In 1986, the priest, the Rev. Peter Hullermann, was convicted of abusing minors. He was sentenced to 18 months incarceration, which under German law he was able to serve on probation without going to jail. He also paid a fine of 4000 deutschmarks (about $2000 at the time).
Afterward, he resumed work in the church and continued to work with children.
Hullermann was suspended last week as information about his past came to light.
Huth, who says he regularly did psychoanalytical evaluations for the Catholic church, said he does not believe Pope Benedict XVI was ever aware that Hullermann had been returned to service. Huth said he warned other church officials about Hullerman's pedophilia many times.
Huth told CNN that Hullermann was in therapy at his practice from 1980 to 1992.
"I gave three preconditions for even taking him into therapy: that he stop drinking alcohol, that he find a friend who watches out for him and makes sure he sticks to the rules, and that he never in his life interacts with children again," Huth said.
Hullermann underwent group therapy rather than individual therapy because he never fully accepted that he had a problem, and Huth hoped the group dynamic might change that, Huth said. But Hullermann "never really fit into the group, because he never really admitted that he had a problem. There was some progress, but very limited."
Huth says he could not cure Hullermann, but tried to redirect his sexual desires.
Huth -- who first shared details with the New York Times -- said he last saw Hullermann on Monday of this week. Hullermann requested an emergency meeting after his story broke on international media, Huth said, adding that Hullermann looked bad, like a man who had aged prematurely.
The story of Hullermann comes amid a scandal at the Vatican.
Hundreds of alleged victims have come forward in Germany claiming priests abused them. Some allege the abuse was sexual, while others refer to physical violence such as slapping.
German lawyers representing alleged victims say there are more than 300 cases across Germany.
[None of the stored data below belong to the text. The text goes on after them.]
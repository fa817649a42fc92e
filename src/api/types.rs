//! API request and response types.

use serde::{Deserialize, Serialize};

/// Request to run a command.
#[derive(Debug, Clone, Deserialize)]
pub struct TerminalRequest {
    /// The full command line.
    pub command: String,
}

/// Result of a gate invocation.
#[derive(Debug, Clone, Serialize, Deserialize)]
pub struct TerminalResponse {
    /// The caller-facing result text.
    pub output: String,
    /// Progress lines emitted while handling the request.
    #[serde(default, skip_serializing_if = "Vec::is_empty")]
    pub notifications: Vec<String>,
}

/// Generic API error response.
#[derive(Debug, Clone, Serialize)]
pub struct ErrorResponse {
    /// Error code (e.g., "BAD_REQUEST").
    pub code: String,
    /// Human-readable error message.
    pub message: String,
}

impl ErrorResponse {
    pub fn new(code: impl Into<String>, message: impl Into<String>) -> Self {
        Self {
            code: code.into(),
            message: message.into(),
        }
    }

    pub fn bad_request(message: impl Into<String>) -> Self {
        Self::new("BAD_REQUEST", message)
    }
}
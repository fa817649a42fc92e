//! HTTP adapter for shell-gate.
//!
//! A thin transport over [`ShellGate`](crate::ShellGate). Gate failures
//! (rejections, timeouts, spawn errors) are ordinary textual results and are
//! returned with `200 OK`; only malformed requests produce HTTP errors.
//!
//! ## Endpoints
//!
//! - `GET /health` - Health check
//! - `GET /api/v1` - Server descriptor
//! - `GET /api/v1/info` - Server descriptor
//! - `POST /api/v1/terminal` - Run a command through the gate
//!
//! ## Example
//!
//! ```no_run
//! use shell_gate::api::{serve, AppState, ServerConfig};
//! use shell_gate::ShellGate;
//!
//! #[tokio::main]
//! async fn main() -> shell_gate::Result<()> {
//!     let state = AppState::new(ShellGate::default());
//!     serve(ServerConfig::new("127.0.0.1", 3000), state).await
//! }
//! ```

pub mod handlers;
pub mod router;
pub mod types;

// Re-export commonly used types
pub use handlers::AppState;
pub use router::{create_router, serve, ServerConfig};
pub use types::{ErrorResponse, TerminalRequest, TerminalResponse};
Some of the cases date back to the 1950s.
German Catholic bishops in the pope's home state of Bavaria expressed "deep shock and shame" Thursday at recent reports of abuse in their diocese.
In a statement issued at the spring conference of the Archdiocese of Munich and Freising, the bishops announced new measures on how to win back trust and prevent similar abuse from happening in the future.
Meanwhile, deeply Catholic Ireland has been badly shaken by a government-backed report that found the Archdiocese of Dublin and other Catholic church authorities in Ireland covered up child abuse by priests from 1975 to 2004. Child sexual abuse was widespread then, the report found.
Pope Benedict XVI has signed a pastoral letter dealing with the scandal rocking the Catholic church in Ireland, a Vatican spokesman said Friday. The contents of that letter have not been made public.